A 13 de Junho de 1231 morreu Fernando de Bulhões, o Santo António que dá a Lisboa o feriado, a lenda de que quebrava as bilhas às moças para depois as consertar e dotes casamenteiros que o Diário Popular instituiu em 1958, embora nesses dias do século passado fosse exigida para o efeito uma virgindade provada clinicamente.

Já a mesma data trará o nascimento de Fernando Pessoa (1888) e a morte de António Variações (1984), Al Berto (1997), Álvaro Cunhal e Eugénio de Andrade(2005).

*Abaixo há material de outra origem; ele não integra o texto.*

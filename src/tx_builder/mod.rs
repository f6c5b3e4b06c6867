//! Transaction building
//!
//! A builder turns a [`SwapIntent`] into a signed [`BuiltTransaction`]. Three
//! strategies share one validation and routing front end:
//!
//! - **amm_routed**: quote and swap through an aggregator HTTP API, sign locally
//! - **limit_order**: create a limit order through the order API, sign locally
//! - **direct_pool**: assemble a Raydium AMM v4 swap from configured pool keys
//!
//! ## Validation order
//!
//! Direction, sell in_type, relay fee, strategy in_type support, then token
//! metadata. The first three never touch the network.
//!
//! ## Modules
//! - **errors**: error taxonomy with validation/collaborator split
//! - **routing**: intent checks and base-unit amounts
//! - **instructions**: instruction planning for locally assembled swaps
//! - **signing**: signing of service-assembled transactions
//! - **output**: the signed transaction handed to senders

use async_trait::async_trait;
use serde::{Deserialize, Serialize};
use std::collections::HashMap;
use std::fmt;
use std::sync::Arc;
use tracing::debug;

pub mod amm_routed;
pub mod direct_pool;
pub mod errors;
pub mod instructions;
pub mod limit_order;
pub mod output;
pub mod routing;
pub mod signing;

pub use amm_routed::AmmRoutedBuilder;
pub use direct_pool::{DirectPoolBuilder, PoolRegistry};
pub use errors::BuildError;
pub use limit_order::LimitOrderBuilder;
pub use output::BuiltTransaction;
pub use routing::{PreparedSwap, SwapRoute};

use crate::cache::{BlockhashCache, TokenMetadataCache};
use crate::config::Config;
use crate::rpc_manager::RpcGateway;
use crate::types::SwapIntent;
use crate::wallet::WalletManager;

/// Strategy selector, as named in config and on intents
#[derive(Debug, Clone, Copy, PartialEq, Eq, Hash, Default, Serialize, Deserialize)]
#[serde(rename_all = "snake_case")]
pub enum BuilderKind {
    #[default]
    AmmRouted,
    LimitOrder,
    DirectPool,
}

impl fmt::Display for BuilderKind {
    fn fmt(&self, f: &mut fmt::Formatter<'_>) -> fmt::Result {
        match self {
            BuilderKind::AmmRouted => write!(f, "amm_routed"),
            BuilderKind::LimitOrder => write!(f, "limit_order"),
            BuilderKind::DirectPool => write!(f, "direct_pool"),
        }
    }
}

/// Shared collaborators every strategy builds against
#[derive(Clone)]
pub struct BuildContext {
    pub wallet: Arc<WalletManager>,
    pub tokens: Arc<TokenMetadataCache>,
    pub blockhash: Arc<BlockhashCache>,
    pub rpc: Arc<dyn RpcGateway>,
}

impl BuildContext {
    pub fn new(
        wallet: Arc<WalletManager>,
        tokens: Arc<TokenMetadataCache>,
        blockhash: Arc<BlockhashCache>,
        rpc: Arc<dyn RpcGateway>,
    ) -> Self {
        Self {
            wallet,
            tokens,
            blockhash,
            rpc,
        }
    }
}

#[async_trait]
pub trait TransactionBuilder: Send + Sync {
    fn kind(&self) -> BuilderKind;

    async fn build(&self, ctx: &BuildContext, intent: &SwapIntent) -> Result<BuiltTransaction, BuildError>;
}

/// Closed set of strategies
pub enum BuilderStrategy {
    AmmRouted(AmmRoutedBuilder),
    LimitOrder(LimitOrderBuilder),
    DirectPool(DirectPoolBuilder),
}

impl BuilderStrategy {
    fn as_builder(&self) -> &dyn TransactionBuilder {
        match self {
            BuilderStrategy::AmmRouted(b) => b,
            BuilderStrategy::LimitOrder(b) => b,
            BuilderStrategy::DirectPool(b) => b,
        }
    }

    pub fn kind(&self) -> BuilderKind {
        self.as_builder().kind()
    }
}

/// Picks the strategy for an intent and runs it
pub struct BuilderRouter {
    ctx: BuildContext,
    default: BuilderKind,
    strategies: HashMap<BuilderKind, BuilderStrategy>,
}

impl BuilderRouter {
    pub fn new(ctx: BuildContext, default: BuilderKind) -> Self {
        Self {
            ctx,
            default,
            strategies: HashMap::new(),
        }
    }

    pub fn with_strategy(mut self, strategy: BuilderStrategy) -> Self {
        self.strategies.insert(strategy.kind(), strategy);
        self
    }

    /// Register every strategy the config provides for. Direct-pool is only
    /// available when at least one pool is configured.
    pub fn from_config(ctx: BuildContext, config: &Config) -> anyhow::Result<Self> {
        let mut router = Self::new(ctx, config.trading.builder)
            .with_strategy(BuilderStrategy::AmmRouted(AmmRoutedBuilder::from_config(&config.amm_routed)?))
            .with_strategy(BuilderStrategy::LimitOrder(LimitOrderBuilder::from_config(
                &config.limit_order,
                &config.priority_relay.tip_accounts,
            )?));

        if !config.direct_pool.pools.is_empty() {
            let pools = PoolRegistry::from_config(&config.direct_pool.pools)?;
            router = router.with_strategy(BuilderStrategy::DirectPool(DirectPoolBuilder::from_config(
                &config.direct_pool,
                pools,
                &config.priority_relay.tip_accounts,
            )?));
        }
        Ok(router)
    }

    pub fn default_kind(&self) -> BuilderKind {
        self.default
    }

    pub fn has_strategy(&self, kind: BuilderKind) -> bool {
        self.strategies.contains_key(&kind)
    }

    pub fn context(&self) -> &BuildContext {
        &self.ctx
    }

    pub async fn build(&self, intent: &SwapIntent) -> Result<BuiltTransaction, BuildError> {
        routing::validate_intent(intent)?;

        let kind = intent.builder.unwrap_or(self.default);
        let strategy = self
            .strategies
            .get(&kind)
            .ok_or(BuildError::StrategyUnavailable(kind))?;

        debug!(intent_id = %intent.id, strategy = %kind, "Building transaction");
        strategy.as_builder().build(&self.ctx, intent).await
    }
}
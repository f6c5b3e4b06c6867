//! Endpoint server for exposing metrics and health checks

use anyhow::Result;
use tokio::io::{AsyncReadExt, AsyncWriteExt};
use tokio::net::{TcpListener, TcpStream};
use tokio::sync::watch;

use crate::metrics::metrics;

/// Start the endpoint server; returns once `shutdown` flips to true
pub async fn endpoint_server(port: u16, shutdown: watch::Receiver<bool>) -> Result<()> {
    let addr = format!("0.0.0.0:{}", port);
    let listener = TcpListener::bind(&addr).await?;
    tracing::info!("Metrics endpoint listening on {}", addr);
    serve(listener, shutdown).await
}

/// Accept loop over an already bound listener
pub async fn serve(listener: TcpListener, mut shutdown: watch::Receiver<bool>) -> Result<()> {
    loop {
        if *shutdown.borrow() {
            break;
        }
        tokio::select! {
            _ = shutdown.changed() => break,
            accepted = listener.accept() => match accepted {
                Ok((socket, _)) => {
                    tokio::spawn(async move {
                        if let Err(e) = handle(socket).await {
                            tracing::debug!("Endpoint connection error: {}", e);
                        }
                    });
                }
                Err(e) => {
                    tracing::error!("Failed to accept connection: {}", e);
                }
            },
        }
    }
    tracing::debug!("Metrics endpoint stopped");
    Ok(())
}

async fn handle(mut socket: TcpStream) -> std::io::Result<()> {
    let mut buf = [0; 1024];
    let n = socket.read(&mut buf).await?;
    let request = String::from_utf8_lossy(&buf[..n]);
    let path = request.split_whitespace().nth(1).unwrap_or("/");

    let (status, content_type, body) = match path {
        "/metrics" => ("200 OK", "text/plain; version=0.0.4", metrics().render()),
        "/health" => ("200 OK", "text/plain", "ok".to_string()),
        _ => ("404 Not Found", "text/plain", "not found".to_string()),
    };
    let response = format!(
        "HTTP/1.1 {}\r\nContent-Type: {}\r\nContent-Length: {}\r\nConnection: close\r\n\r\n{}",
        status,
        content_type,
        body.len(),
        body
    );
    socket.write_all(response.as_bytes()).await?;
    socket.shutdown().await
}
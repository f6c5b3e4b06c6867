//! Uniform access to legacy and v0 messages
//!
//! Quote services hand back either message version; callers here only need the
//! header, the signer keys and the blockhash, so both are flattened to one API.

use solana_sdk::{
    hash::Hash,
    message::{MessageHeader, VersionedMessage},
    pubkey::Pubkey,
    signature::Signature,
    transaction::VersionedTransaction,
};

#[inline]
#[must_use]
pub fn get_message_header(message: &VersionedMessage) -> &MessageHeader {
    match message {
        VersionedMessage::Legacy(legacy_msg) => &legacy_msg.header,
        VersionedMessage::V0(v0_msg) => &v0_msg.header,
    }
}

#[inline]
#[must_use]
pub fn get_static_account_keys(message: &VersionedMessage) -> &[Pubkey] {
    match message {
        VersionedMessage::Legacy(legacy_msg) => &legacy_msg.account_keys,
        VersionedMessage::V0(v0_msg) => &v0_msg.account_keys,
    }
}

/// Accounts that must sign, fee payer first
#[must_use]
pub fn get_required_signers(message: &VersionedMessage) -> &[Pubkey] {
    let keys = get_static_account_keys(message);
    let n = get_message_header(message).num_required_signatures as usize;
    &keys[..n.min(keys.len())]
}

#[inline]
#[must_use]
pub fn get_recent_blockhash(message: &VersionedMessage) -> Hash {
    match message {
        VersionedMessage::Legacy(legacy_msg) => legacy_msg.recent_blockhash,
        VersionedMessage::V0(v0_msg) => v0_msg.recent_blockhash,
    }
}

/// The fee payer's signature, which is the transaction id
#[must_use]
pub fn first_signature(tx: &VersionedTransaction) -> Option<Signature> {
    tx.signatures
        .first()
        .copied()
        .filter(|sig| *sig != Signature::default())
}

E passados que estão dez anos da morte de Al Berto lembrados na Casa Fernando Pessoa, recordo aqui uma parte do seu "Canto do amigo morto":

Eu:
-Quero morrer perto de ti, de nada me servirá morrer inocente.
Tu:
- Aqui, nesta treva, o que é que parou no tempo? As nossas vidas? A paisagem ? O mar? Do qual nunca soubemos a idade...
Eu:
- Quando sentia o teu corpo contra o meu ouvia, lá fora, a fúria do mar. Era um presságio de felicidade, mesmo sabendo que só o mar das outras terras é que é belo.
Tu:
- Continuas a escrever demais, matas tudo com as palavras. Olha como eu te olho. Olha para mim e cala-te. Devias encher a caneta com tinta envenenada.
Eu:
- O último deserto que me resta de ti é a noite da escrita. Nela te mantenho vivo, amante morto. Já não possuo bens e não prevejo herança nenhuma. Vivo para a travessia do corpo que me sepultou na memória... o teu.
Tu:
- Aquele que se prepara para morrer tem que povoar a alma com tudo o que vai abandonar. Não chegues aqui de coração vazio. É insuportável estar morto, sem nada que nos habite. A morte não admite distracções; por isso, a maior parte das pessoas não sabe morrer, desfaz-se.
Eu:
- Não tenho vergonha em dizer ou escrever isto: amo-te ainda.